== THE TASK ==
If a line of the data below holds the word "crate", list it.

== DATA FOR THE TASK ==
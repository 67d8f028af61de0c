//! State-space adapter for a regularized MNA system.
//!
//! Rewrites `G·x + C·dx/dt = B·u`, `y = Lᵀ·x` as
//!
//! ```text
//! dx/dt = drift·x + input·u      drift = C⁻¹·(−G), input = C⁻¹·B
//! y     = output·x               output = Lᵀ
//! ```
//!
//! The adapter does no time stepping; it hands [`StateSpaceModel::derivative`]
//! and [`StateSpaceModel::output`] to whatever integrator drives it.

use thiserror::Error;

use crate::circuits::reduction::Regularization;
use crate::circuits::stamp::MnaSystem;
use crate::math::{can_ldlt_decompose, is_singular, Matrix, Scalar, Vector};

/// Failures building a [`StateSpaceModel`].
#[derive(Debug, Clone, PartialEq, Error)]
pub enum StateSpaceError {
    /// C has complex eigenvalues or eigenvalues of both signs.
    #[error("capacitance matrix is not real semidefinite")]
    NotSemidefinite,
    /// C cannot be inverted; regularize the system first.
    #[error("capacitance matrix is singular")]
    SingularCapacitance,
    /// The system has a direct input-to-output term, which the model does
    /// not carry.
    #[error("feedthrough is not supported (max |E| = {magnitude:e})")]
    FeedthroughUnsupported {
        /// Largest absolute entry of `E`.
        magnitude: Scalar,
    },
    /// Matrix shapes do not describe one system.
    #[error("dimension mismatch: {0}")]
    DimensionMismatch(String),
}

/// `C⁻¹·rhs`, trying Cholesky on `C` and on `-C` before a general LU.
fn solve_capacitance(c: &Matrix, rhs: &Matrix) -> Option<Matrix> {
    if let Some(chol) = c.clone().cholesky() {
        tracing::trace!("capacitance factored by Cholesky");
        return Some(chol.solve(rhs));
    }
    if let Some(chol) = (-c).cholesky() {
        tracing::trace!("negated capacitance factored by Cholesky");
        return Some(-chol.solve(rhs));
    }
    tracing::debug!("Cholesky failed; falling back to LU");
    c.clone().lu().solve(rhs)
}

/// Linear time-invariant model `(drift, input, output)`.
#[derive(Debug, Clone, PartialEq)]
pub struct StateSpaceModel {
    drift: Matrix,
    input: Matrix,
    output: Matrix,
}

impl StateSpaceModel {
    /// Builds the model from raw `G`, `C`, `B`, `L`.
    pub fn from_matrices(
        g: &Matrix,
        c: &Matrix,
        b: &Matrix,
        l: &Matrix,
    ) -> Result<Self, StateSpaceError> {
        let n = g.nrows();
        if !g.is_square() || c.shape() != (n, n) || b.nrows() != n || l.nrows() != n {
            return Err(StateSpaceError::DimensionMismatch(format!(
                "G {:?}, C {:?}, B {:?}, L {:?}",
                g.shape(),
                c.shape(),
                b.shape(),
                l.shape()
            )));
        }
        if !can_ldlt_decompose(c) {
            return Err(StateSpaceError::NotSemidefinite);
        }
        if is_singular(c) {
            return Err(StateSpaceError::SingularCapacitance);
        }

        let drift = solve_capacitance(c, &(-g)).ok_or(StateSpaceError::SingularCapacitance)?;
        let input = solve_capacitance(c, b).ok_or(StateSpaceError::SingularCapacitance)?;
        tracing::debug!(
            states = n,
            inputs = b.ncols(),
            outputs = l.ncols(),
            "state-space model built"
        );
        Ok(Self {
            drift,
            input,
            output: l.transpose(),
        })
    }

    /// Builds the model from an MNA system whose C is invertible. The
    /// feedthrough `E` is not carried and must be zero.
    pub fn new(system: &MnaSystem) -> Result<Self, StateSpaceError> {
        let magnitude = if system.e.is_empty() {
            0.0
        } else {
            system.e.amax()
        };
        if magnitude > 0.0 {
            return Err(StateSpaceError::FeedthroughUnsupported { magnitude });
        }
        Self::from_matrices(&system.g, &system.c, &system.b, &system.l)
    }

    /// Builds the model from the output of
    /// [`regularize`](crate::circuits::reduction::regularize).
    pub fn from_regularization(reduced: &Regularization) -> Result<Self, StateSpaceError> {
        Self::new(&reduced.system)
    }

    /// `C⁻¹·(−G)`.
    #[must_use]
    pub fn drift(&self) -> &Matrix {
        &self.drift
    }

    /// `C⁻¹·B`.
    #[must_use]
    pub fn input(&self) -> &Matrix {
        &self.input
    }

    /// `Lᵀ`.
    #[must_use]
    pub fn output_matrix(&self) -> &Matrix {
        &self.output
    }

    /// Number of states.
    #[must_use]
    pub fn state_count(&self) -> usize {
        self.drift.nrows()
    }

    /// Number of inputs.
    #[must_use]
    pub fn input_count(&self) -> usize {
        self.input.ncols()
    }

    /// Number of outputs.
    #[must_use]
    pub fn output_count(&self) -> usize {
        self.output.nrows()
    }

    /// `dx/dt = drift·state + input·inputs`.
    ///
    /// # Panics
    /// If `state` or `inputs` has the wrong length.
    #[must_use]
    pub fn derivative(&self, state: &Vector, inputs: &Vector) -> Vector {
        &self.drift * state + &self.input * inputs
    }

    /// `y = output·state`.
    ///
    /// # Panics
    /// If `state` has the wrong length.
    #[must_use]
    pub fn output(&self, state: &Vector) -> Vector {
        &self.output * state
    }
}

== RESPONSE TO THIS EXERCISE ==
use crate::circuits::reduction::Regularization;
use crate::circuits::stamp::MnaSystem;
use crate::math::{can_ldlt_decompose, is_singular, Matrix, Scalar, Vector};
    /// [`regularize`](crate::circuits::reduction::regularize).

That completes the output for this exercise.